I learned at an early age that working together is the best way to get things done. My baby sister was born on a freezing Tuesday night in February. As Dad traveled for work, Mom sank into what we now know was post-partum depression. I was the oldest child, and it fell to me, at age ten, to take over. How the heck was I going to do this?

With lots of help. I learned quickly how to mix formula, change and clean cloth diapers, and take care of a newborn. I enlisted the neighbors to pitch in for grocery shopping and home-cooked meals. I made sure my six-year-old brother go to kindergarten, and when he returned, that he watched our three-year-old-sister. Mom was in bed for almost three weeks, until one morning she got up, got dressed, and became Mom again.

That experience was an early lesson in the power of collaboration. Fast forward a few years to when I was promoted to my first important leadership position. I was a thirty-something in charge of 12 sites and 1,400 employees (as well as 2,000 contractors) for a financial services company. I literally could not handle it all on my own. So what was I going to do? After a few sleepless nights of sheer panic, it came to me. Do it the way you’ve always done it. By fostering collaboration.

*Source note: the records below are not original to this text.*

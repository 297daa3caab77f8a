//! Combining the count, the reduction bounds, and the counter's guarantee into
//! a probability interval.

use std::fmt;

use num_bigint::BigUint;
use num_traits::{ToPrimitive, Zero};

use crate::bounds::Bounds;
use crate::count::CountResult;
use crate::error::{Error, Result};

/// A probability interval `[lower, upper]`.
#[derive(Debug, Copy, Clone, PartialEq)]
pub struct Interval {
    pub lower: f64,
    pub upper: f64,
}

impl Interval {
    pub fn contains(&self, p: f64) -> bool {
        self.lower <= p && p <= self.upper
    }
}

impl fmt::Display for Interval {
    fn fmt(&self, f: &mut fmt::Formatter<'_>) -> fmt::Result {
        write!(f, "[{}, {}]", self.lower, self.upper)
    }
}

/// Widest operand that still converts to a finite `f64`.
const MAX_F64_BITS: u64 = 1023;

/// Normalizes a solution count into a probability.
///
/// Both operands may be far beyond `f64::MAX`. They are shifted right by the
/// same amount until they fit, which keeps the ratio. A zero denominator or a
/// ratio that is still not finite is rejected rather than producing `inf` or
/// `NaN`.
pub fn probability(solutions: &BigUint, denom: &BigUint) -> Result<f64> {
    if denom.is_zero() {
        return Err(Error::ZeroDenominator);
    }

    let shift = solutions.bits().max(denom.bits()).saturating_sub(MAX_F64_BITS);
    let num = (solutions >> shift).to_f64().unwrap_or(f64::INFINITY);
    let den = (denom >> shift).to_f64().unwrap_or(f64::INFINITY);

    let p = num / den;
    if !p.is_finite() {
        return Err(Error::Unrepresentable {
            solutions: solutions.to_string(),
            denom: denom.to_string(),
        });
    }
    Ok(p)
}

/// Computes the final interval around `probability`.
///
/// An exact count only carries the reduction bounds. Otherwise the counter's
/// `(1 + epsilon)` tolerance widens both sides multiplicatively.
pub fn interval(probability: f64, bounds: &Bounds, exact: bool, epsilon: f64) -> Interval {
    if exact {
        Interval {
            lower: bounds.lower * probability,
            upper: bounds.upper * probability,
        }
    } else {
        Interval {
            lower: bounds.lower * probability / (1.0 + epsilon),
            upper: bounds.upper * probability * (1.0 + epsilon),
        }
    }
}

/// A finished estimate.
#[derive(Debug, Copy, Clone, PartialEq)]
pub struct Estimate {
    pub probability: f64,
    pub interval: Interval,
}

impl Estimate {
    pub fn new(count: &CountResult, denom: &BigUint, bounds: &Bounds, epsilon: f64) -> Result<Estimate> {
        let probability = probability(&count.solutions.value(), denom)?;
        Ok(Estimate {
            probability,
            interval: interval(probability, bounds, count.exact, epsilon),
        })
    }
}

#[cfg(test)]
mod tests {
    use super::*;
    use crate::count::Solutions;

    fn big(n: u32) -> BigUint {
        BigUint::from(n)
    }

    fn pow2(k: u32) -> BigUint {
        BigUint::from(1u32) << k
    }

    #[test]
    fn test_probability() {
        assert_eq!(probability(&big(12), &big(100)).unwrap(), 0.12);
        assert_eq!(probability(&big(0), &big(8)).unwrap(), 0.0);
        assert!(matches!(probability(&big(12), &big(0)), Err(Error::ZeroDenominator)));
    }

    #[test]
    fn test_probability_beyond_f64_range() {
        assert_eq!(probability(&pow2(1099), &pow2(1100)).unwrap(), 0.5);
        assert_eq!(probability(&(big(3) << 2000u32), &(big(4) << 2000u32)).unwrap(), 0.75);
        // Only the denominator overflows.
        assert_eq!(probability(&pow2(1000), &pow2(1100)).unwrap(), 2f64.powi(-100));
    }

    #[test]
    fn test_probability_unrepresentable() {
        assert!(matches!(
            probability(&pow2(1100), &big(1)),
            Err(Error::Unrepresentable { .. })
        ));
    }

    #[test]
    fn test_interval_exact() {
        let bounds = Bounds { lower: 0.8, upper: 1.25 };
        let i = interval(0.12, &bounds, true, 0.8);
        assert_eq!(i.lower, 0.8 * 0.12);
        assert_eq!(i.upper, 1.25 * 0.12);
    }

    #[test]
    fn test_interval_exact_ignores_epsilon() {
        let bounds = Bounds { lower: 0.9, upper: 1.1 };
        assert_eq!(interval(0.3, &bounds, true, 0.1), interval(0.3, &bounds, true, 5.0));
    }

    #[test]
    fn test_interval_approximate() {
        let bounds = Bounds { lower: 0.8, upper: 1.25 };
        let i = interval(0.12, &bounds, false, 0.8);
        assert_eq!(i.lower, 0.8 * 0.12 / 1.8);
        assert_eq!(i.upper, 1.25 * 0.12 * 1.8);
        assert!(i.contains(0.12));
    }

    #[test]
    fn test_interval_widens_with_epsilon() {
        let bounds = Bounds { lower: 0.95, upper: 1.07 };
        let mut prev = interval(0.4, &bounds, false, 0.0);
        for k in 1..=40 {
            let epsilon = k as f64 * 0.05;
            let next = interval(0.4, &bounds, false, epsilon);
            assert!(next.lower <= prev.lower, "lower grew at epsilon={}", epsilon);
            assert!(next.upper >= prev.upper, "upper shrank at epsilon={}", epsilon);
            prev = next;
        }
    }

    #[test]
    fn test_estimate() {
        let count = CountResult {
            solutions: Solutions::parse("3*2**2").unwrap(),
            exact: true,
        };
        let bounds = Bounds::new();
        let estimate = Estimate::new(&count, &big(100), &bounds, 0.8).unwrap();
        assert_eq!(estimate.probability, 0.12);
        assert_eq!(estimate.interval, Interval { lower: 0.12, upper: 0.12 });
        assert_eq!(estimate.interval.to_string(), "[0.12, 0.12]");
    }

    #[test]
    fn test_estimate_zero_denom() {
        let count = CountResult {
            solutions: Solutions::parse("1*2**0").unwrap(),
            exact: false,
        };
        assert!(matches!(
            Estimate::new(&count, &big(0), &Bounds::new(), 0.8),
            Err(Error::ZeroDenominator)
        ));
    }

    #[test]
    fn test_estimate_huge_counts() {
        let count = CountResult {
            solutions: Solutions::parse("1*2**1099").unwrap(),
            exact: true,
        };
        let estimate = Estimate::new(&count, &pow2(1100), &Bounds::new(), 0.8).unwrap();
        assert_eq!(estimate.probability, 0.5);
        assert_eq!(estimate.interval, Interval { lower: 0.5, upper: 0.5 });
    }
}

Despite warnings from (mostly male) mentors who thought command and control was the only way to go, I fostered collaboration. I hired the best people I could find—most of them women, who like myself, were used to collaborating—and empowered them to run each site. Then I coached them to foster collaboration within their sites, and within their work teams, and so on down the line.

We also collaborated across the aisle.

In financial services, sales and operations often see themselves as adversaries. I’m an ops girl, but I always thought this infighting was, frankly, stupid and counterproductive. We all wanted the same thing, right? To sell, process, and underwrite as many loans as possible.

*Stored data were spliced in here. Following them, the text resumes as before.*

use std::fmt::Display;
use std::io::Write;

use crate::error::Result;

/// The primary output channel: one `key: value` pair per line, flushed
/// immediately so partial results survive a collaborator that never finishes.
#[derive(Debug)]
pub struct Report<W: Write> {
    out: W,
}

impl<W: Write> Report<W> {
    pub fn new(out: W) -> Self {
        Self { out }
    }

    pub fn pair(&mut self, key: &str, value: impl Display) -> Result<()> {
        writeln!(self.out, "{}: {}", key, value)?;
        self.out.flush()?;
        Ok(())
    }

    pub fn into_inner(self) -> W {
        self.out
    }
}
//! Annotation lines emitted by the reduction collaborator.
//!
//! The reduced formula is plain DIMACS CNF. Among its comment lines, three
//! shapes carry information for the estimator:
//!
//! ```text
//! c denom <value>                      # normalization denominator
//! c deweight time <seconds>            # reduction time
//! c adjust w <var> <real> to <approx>  # rounded literal weight
//! ```
//!
//! Any other line is ignored.

use std::io::BufRead;

use log::info;
use num_bigint::BigUint;

use crate::bounds::{Adjustment, Bounds};
use crate::error::{Error, Result};
use crate::rational::Rational;
use crate::types::Var;

const DENOM_PREFIX: &str = "c denom";
const TIME_PREFIX: &str = "c deweight time";
const ADJUST_PREFIX: &str = "c adjust w";

/// The normalization denominator, kept both as emitted and as an exact
/// integer. Dyadic reductions routinely push it past `f64::MAX`.
#[derive(Debug, Clone, PartialEq)]
pub struct Denominator {
    pub text: String,
    pub value: BigUint,
}

#[derive(Debug, Clone, PartialEq)]
pub enum Annotation {
    Denom(Denominator),
    DeweightTime(String),
    Adjust(Adjustment),
}

impl Annotation {
    /// Parses a single line of reduction output.
    ///
    /// Returns `Ok(None)` for lines that are not annotations, and an error for
    /// lines with a known prefix but an unexpected shape.
    pub fn parse(line: &str) -> Result<Option<Annotation>> {
        if line.starts_with(DENOM_PREFIX) {
            let text = value_after(line, DENOM_PREFIX)?;
            let value = text
                .parse::<BigUint>()
                .map_err(|e| Error::annotation(line, format!("bad denominator: {}", e)))?;
            Ok(Some(Annotation::Denom(Denominator {
                text: text.to_string(),
                value,
            })))
        } else if line.starts_with(TIME_PREFIX) {
            let text = value_after(line, TIME_PREFIX)?;
            Ok(Some(Annotation::DeweightTime(text.to_string())))
        } else if line.starts_with(ADJUST_PREFIX) {
            parse_adjustment(line).map(|a| Some(Annotation::Adjust(a)))
        } else {
            Ok(None)
        }
    }
}

/// Last token after `prefix`, which `line` is known to start with.
fn value_after<'a>(line: &'a str, prefix: &str) -> Result<&'a str> {
    line[prefix.len()..]
        .split_whitespace()
        .last()
        .ok_or_else(|| Error::annotation(line, "missing value"))
}

fn parse_adjustment(line: &str) -> Result<Adjustment> {
    let tokens: Vec<&str> = line.split_whitespace().collect();
    // c adjust w [<var>] <real> to <approx>
    if tokens.len() < 6 {
        return Err(Error::annotation(line, "expected `<real> to <approx>`"));
    }
    let n = tokens.len();
    let real = Rational::parse(tokens[n - 3])?;
    let approx = Rational::parse(tokens[n - 1])?;
    let adjustment = Adjustment::new(real, approx);

    if n >= 7 {
        let var: Var = tokens[3].parse().map_err(|e: String| Error::annotation(line, e))?;
        Ok(adjustment.with_var(var))
    } else {
        Ok(adjustment)
    }
}

/// Summary of the reduction collaborator's annotations.
#[derive(Debug, Clone, Default, PartialEq)]
pub struct Reduction {
    pub denom: Option<Denominator>,
    pub deweight_time: Option<String>,
    pub adjustments: Vec<Adjustment>,
}

impl Reduction {
    /// Scans reduction output line by line, folding every adjustment into
    /// `bounds`.
    ///
    /// Recognized lines are mirrored to the log. When several `c denom` lines
    /// are present, the last one wins.
    pub fn scan<R: BufRead>(reader: R, bounds: &mut Bounds) -> Result<Reduction> {
        let mut reduction = Reduction::default();

        for line in reader.lines() {
            let line = line?;
            let Some(annotation) = Annotation::parse(&line)? else {
                continue;
            };
            info!("{}", line);
            match annotation {
                Annotation::Denom(denom) => reduction.denom = Some(denom),
                Annotation::DeweightTime(time) => reduction.deweight_time = Some(time),
                Annotation::Adjust(adjustment) => {
                    bounds.absorb(&adjustment);
                    reduction.adjustments.push(adjustment);
                }
            }
        }

        Ok(reduction)
    }

    /// Returns the normalization denominator, which every successful
    /// reduction must report.
    pub fn require_denom(&self) -> Result<&Denominator> {
        self.denom.as_ref().ok_or(Error::MissingDenominator)
    }
}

Once I had the authority, I led my team across the aisle. We created professional friendships. We established a cross-functional leadership team. We cross-trained work teams. Once we cracked open the silos, innovation grew astronomically. We developed new products, new methods, new techniques. Our productivity soared. That year, our region won the aptly named Bridge Award for the most effective collaboration between sales and ops companywide.

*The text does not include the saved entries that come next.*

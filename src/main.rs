use std::io;
use std::path::PathBuf;

use clap::Parser;

use deweight_rs::count::{ApproxMc, DEFAULT_APPROXMC, DEFAULT_DELTA, DEFAULT_EPSILON};
use deweight_rs::pipeline::Pipeline;
use deweight_rs::reduce::{Deweight, ReductionOptions, Rounding, WeightFormat, DEFAULT_DEWEIGHT};
use deweight_rs::report::Report;

/// A tool to reduce discrete integration to unweighted model counting.
#[derive(Debug, Parser)]
#[command(author, version, about)]
struct Cli {
    /// Use dyadic reduction with [arg] bits per weight.
    #[arg(long, value_name = "INT", default_value = "0")]
    dyadic: u32,

    /// Rounding used to adjust weight of positive literal (down, up, near).
    #[arg(long, value_name = "MODE")]
    rounding: Option<Rounding>,

    /// Format of weights to parse from CNF (detect, cachet, minic2d, mc20).
    #[arg(long, value_name = "FORMAT")]
    weights: Option<WeightFormat>,

    /// Path to the deweight binary.
    #[arg(long, value_name = "PATH", default_value = DEFAULT_DEWEIGHT)]
    deweight: PathBuf,

    /// Path to the ApproxMC binary.
    #[arg(long, value_name = "PATH", default_value = DEFAULT_APPROXMC)]
    approxmc: PathBuf,

    /// Epsilon for ApproxMC.
    #[arg(long, value_name = "FLOAT", default_value_t = DEFAULT_EPSILON)]
    epsilon: f64,

    /// Delta for ApproxMC.
    #[arg(long, value_name = "FLOAT", default_value_t = DEFAULT_DELTA)]
    delta: f64,

    /// Weighted CNF file (read from stdin if omitted).
    #[arg(short, long, value_name = "FILE")]
    input: Option<PathBuf>,

    /// Verbosity of the diagnostic output on stderr.
    #[arg(long, value_name = "LEVEL", default_value = "info")]
    log_level: simplelog::LevelFilter,
}

fn main() -> color_eyre::Result<()> {
    color_eyre::install()?;

    let args = Cli::parse();

    simplelog::TermLogger::init(
        args.log_level,
        simplelog::Config::default(),
        simplelog::TerminalMode::Stderr,
        simplelog::ColorChoice::Auto,
    )?;

    log::debug!("args = {:?}", args);

    let options = ReductionOptions {
        dyadic: args.dyadic,
        rounding: args.rounding,
        weights: args.weights,
    };
    let mut deweight = Deweight::new(args.deweight, options);
    if let Some(input) = args.input {
        deweight = deweight.with_input(input);
    }
    let approxmc = ApproxMc {
        program: args.approxmc,
        epsilon: args.epsilon,
        delta: args.delta,
    };

    let pipeline = Pipeline::new(deweight, approxmc);
    let mut report = Report::new(io::stdout().lock());
    pipeline.run(&mut report)?;

    Ok(())
}
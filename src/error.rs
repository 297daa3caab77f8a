use std::path::PathBuf;
use std::process::ExitStatus;

/// Errors raised while running the deweight pipeline.
///
/// Missing counter output is not an error: the pipeline reports whatever it
/// managed to collect and leaves the rest as `None`.
#[derive(Debug, thiserror::Error)]
pub enum Error {
    #[error(transparent)]
    Io(#[from] std::io::Error),

    /// A collaborator binary could not be spawned.
    #[error("failed to launch {}: {source}", program.display())]
    Launch {
        program: PathBuf,
        #[source]
        source: std::io::Error,
    },

    /// The reduction collaborator exited unsuccessfully.
    #[error("{} exited with {status}", program.display())]
    CollaboratorFailed { program: PathBuf, status: ExitStatus },

    #[error("invalid rational {0:?}")]
    Rational(String),

    /// A reduction annotation with a known prefix but an unexpected shape.
    #[error("malformed annotation {line:?}: {reason}")]
    Annotation { line: String, reason: String },

    /// A counter line with a known prefix but an unexpected shape.
    #[error("malformed counter output {line:?}: {reason}")]
    CounterOutput { line: String, reason: String },

    #[error("reduction output has no `c denom` line")]
    MissingDenominator,

    #[error("normalization denominator is zero")]
    ZeroDenominator,

    /// `solutions / denom` does not fit in an `f64`.
    #[error("probability {solutions}/{denom} is not a finite float")]
    Unrepresentable { solutions: String, denom: String },

    #[error("invalid option: {0}")]
    InvalidOption(String),
}

pub type Result<T> = std::result::Result<T, Error>;

impl Error {
    pub(crate) fn annotation(line: &str, reason: impl Into<String>) -> Self {
        Error::Annotation {
            line: line.to_string(),
            reason: reason.into(),
        }
    }

    pub(crate) fn counter_output(line: &str, reason: impl Into<String>) -> Self {
        Error::CounterOutput {
            line: line.to_string(),
            reason: reason.into(),
        }
    }
}
//! Row codec: header maps, header validation, and naive field splitting.
//!
//! Rows are split on every comma; quoted commas are not supported. Tokens
//! used as lookup or dedup keys go through [`clean_token`] (trim + quote
//! strip), while fields parsed as numbers are only whitespace-trimmed.

use serde::{Deserialize, Serialize};
use std::collections::HashMap;
use thiserror::Error;

/// Raw trade header of the combined trades bucket (trader id at position 1).
pub const RAW_TRADE_HEADER: &str = "tradeId,traderId,timeToPlace,dayOfWeek,dayOfMonth,month,weekOfYear,placedDateTime,limitPrice,stopPrice,state,filledPrice,exitPrice,direction";

/// Raw trade header of the legacy per-scenario exports (trader id first).
pub const LEGACY_RAW_TRADE_HEADER: &str = "traderId,timeToPlace,dayOfWeek,dayOfMonth,month,weekOfYear,placedDateTime,limitPrice,stopPrice,state,filledPrice,exitPrice,direction";

/// Header of every formatted per-trader ledger file.
pub const LEDGER_HEADER: &str = "PlaceDateTime,FilledPrice,ClosingPrice,Profit,RunningTotalProfit,State";

/// Column name the router and extractor look for (case-insensitive).
pub const TRADER_ID_COLUMN: &str = "traderid";

/// Errors raised while interpreting a header line.
#[derive(Debug, Clone, PartialEq, Eq, Error)]
pub enum CodecError {
    #[error("header mismatch: expected '{expected}', found '{found}'")]
    HeaderMismatch { expected: String, found: String },

    #[error("missing required column: {0}")]
    MissingColumn(String),
}

/// Which raw-trade layout a partition uses.
///
/// The combined bucket carries a `tradeId` column first and the trader id
/// second; legacy exports start with the trader id.
#[derive(Debug, Clone, Copy, PartialEq, Eq, Default, Serialize, Deserialize)]
#[serde(rename_all = "lowercase")]
pub enum TraderIdColumn {
    #[default]
    Combined,
    Legacy,
}

impl TraderIdColumn {
    /// Zero-based position of the trader id field.
    pub fn position(self) -> usize {
        match self {
            TraderIdColumn::Combined => 1,
            TraderIdColumn::Legacy => 0,
        }
    }

    /// The exact header line expected for this layout.
    pub fn raw_header(self) -> &'static str {
        match self {
            TraderIdColumn::Combined => RAW_TRADE_HEADER,
            TraderIdColumn::Legacy => LEGACY_RAW_TRADE_HEADER,
        }
    }

    /// Check that the header names the trader id at this layout's position.
    pub fn check_header(self, header_line: &str) -> Result<(), CodecError> {
        let fields = split_fields(header_line);
        match fields.get(self.position()) {
            Some(name) if clean_token(name).eq_ignore_ascii_case(TRADER_ID_COLUMN) => Ok(()),
            _ => Err(CodecError::HeaderMismatch {
                expected: format!("{TRADER_ID_COLUMN} at column {}", self.position()),
                found: header_line.to_string(),
            }),
        }
    }
}

/// Split a row on commas without any quote handling.
pub fn split_fields(line: &str) -> Vec<&str> {
    line.split(',').collect()
}

/// Trim surrounding whitespace and remove double quotes.
pub fn clean_token(token: &str) -> String {
    token.trim().replace('"', "")
}

/// Column name → zero-based position, built from a header line.
#[derive(Debug, Clone, Default, PartialEq, Eq)]
pub struct HeaderMap {
    columns: HashMap<String, usize>,
    names: Vec<String>,
}

impl HeaderMap {
    /// Build a map from the literal header tokens. A repeated name keeps its
    /// last position.
    pub fn parse(header_line: &str) -> Self {
        let names: Vec<String> = split_fields(header_line)
            .into_iter()
            .map(str::to_string)
            .collect();
        let columns = names
            .iter()
            .enumerate()
            .map(|(i, name)| (name.clone(), i))
            .collect();
        Self { columns, names }
    }

    /// Build a map from cleaned header tokens (trimmed, quotes removed).
    pub fn parse_cleaned(header_line: &str) -> Self {
        let names: Vec<String> = split_fields(header_line)
            .into_iter()
            .map(clean_token)
            .collect();
        let columns = names
            .iter()
            .enumerate()
            .map(|(i, name)| (name.clone(), i))
            .collect();
        Self { columns, names }
    }

    pub fn get(&self, name: &str) -> Option<usize> {
        self.columns.get(name).copied()
    }

    /// Position of `name`, or `MissingColumn`.
    pub fn index_of(&self, name: &str) -> Result<usize, CodecError> {
        self.get(name)
            .ok_or_else(|| CodecError::MissingColumn(name.to_string()))
    }

    /// First position whose name equals `name` ignoring ASCII case.
    pub fn position_ignore_case(&self, name: &str) -> Option<usize> {
        self.names.iter().position(|n| n.eq_ignore_ascii_case(name))
    }

    pub fn names(&self) -> &[String] {
        &self.names
    }

    pub fn len(&self) -> usize {
        self.names.len()
    }

    pub fn is_empty(&self) -> bool {
        self.names.is_empty()
    }
}

/// Require the header line to equal `expected` exactly.
pub fn validate_header(header_line: &str, expected: &str) -> Result<(), CodecError> {
    if header_line == expected {
        Ok(())
    } else {
        Err(CodecError::HeaderMismatch {
            expected: expected.to_string(),
            found: header_line.to_string(),
        })
    }
}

            When I opened my own business in strategic HR consulting, I remembered that lesson. From the start, my mission has been to preach the gospel of collaboration. I coach clients to create workplaces built on collaboration and celebration. I counsel clients to treat their employees as they would A-star clients. Collaboration is the “Yes, and…” of business management, the missing ingredient of the secret sauce. When businesses promote collaboration, only good things happen—workers stretch their limits, they grow and succeed, and so does the business.

That’s all nice and fuzzy, you might say, but If collaboration works, why don’t more businesses do it?

Fear. Fear of the unknown. Fear that collaboration isn’t “manly” enough, isn’t powerful enough, doesn’t show the proper authority.

I see that as a good sign, though, a sign that things are ready to change. We should honor this fear, and collaborate with it. Working with fear stretches our limits, takes us out of our comfort zones, allows us to take risks and create new things. Because one thing I know is that with collaboration, we can overcome fear and, in the process, release the creative energy locked in the siloes of traditional corporate structure, buried in the minds of workers held captive in those same siloes. Once set in motion, like a chain reaction in atomic physics, the energy of collaboration is awesome to behold—it expands into all corners of the company.

Can you imagine a world where collaboration is the normal way of doing business? Where we all cooperate with each other, listen to different viewpoints (even those we disagree with), encourage others to think outside the box, try new things, and break out of the mindset of fear that limits us all. I can, and it is my mission to release the energy of collaboration client by client. I foster collaboration not only because it’s the right thing to do, but because it’s the smart thing.